◆ Work to be completed
If a line below includes the string "instances", copy it.

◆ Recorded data
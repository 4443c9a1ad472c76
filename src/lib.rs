//! KPLink Solver Library
//!
//! A solver for the Knapsack-with-Linking Problem (KPLink): select a set of
//! items minimizing total cost, so that the selected weights reach a given
//! threshold and any two consecutive selected items are at most
//! `max_distance` positions apart.
//!
//! # Features
//!
//! - Exact label-setting algorithm with Pareto dominance pruning
//! - Greedy heuristic for constant-cost instances
//! - O(n^2) dynamic program for unit-cost instances
//! - Compact MIP model solved with Gurobi (optional `gurobi` feature)
//! - Random instance generation with several weight profiles
//! - Benchmarking framework with CSV export
//!
//! # Example
//!
//! ```no_run
//! use kplink_solver::instance::KpLinkInstance;
//! use kplink_solver::labelling::{Labelling, LabellingParams};
//!
//! // Load instance
//! let instance = KpLinkInstance::from_file("instance.json").unwrap();
//!
//! // Solve exactly with the labelling algorithm
//! let solver = Labelling::new(&instance, LabellingParams::default());
//! let solution = solver.solve().unwrap();
//!
//! println!("{}", solution);
//! ```

pub mod instance;
pub mod solution;
pub mod labelling;
pub mod heuristics;
pub mod dp;
pub mod exact;
pub mod benchmark;

pub use instance::KpLinkInstance;
pub use solution::Solution;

◆ Answer to the exercise
//! - Greedy heuristic for constant-cost instances
//! - O(n^2) dynamic program for unit-cost instances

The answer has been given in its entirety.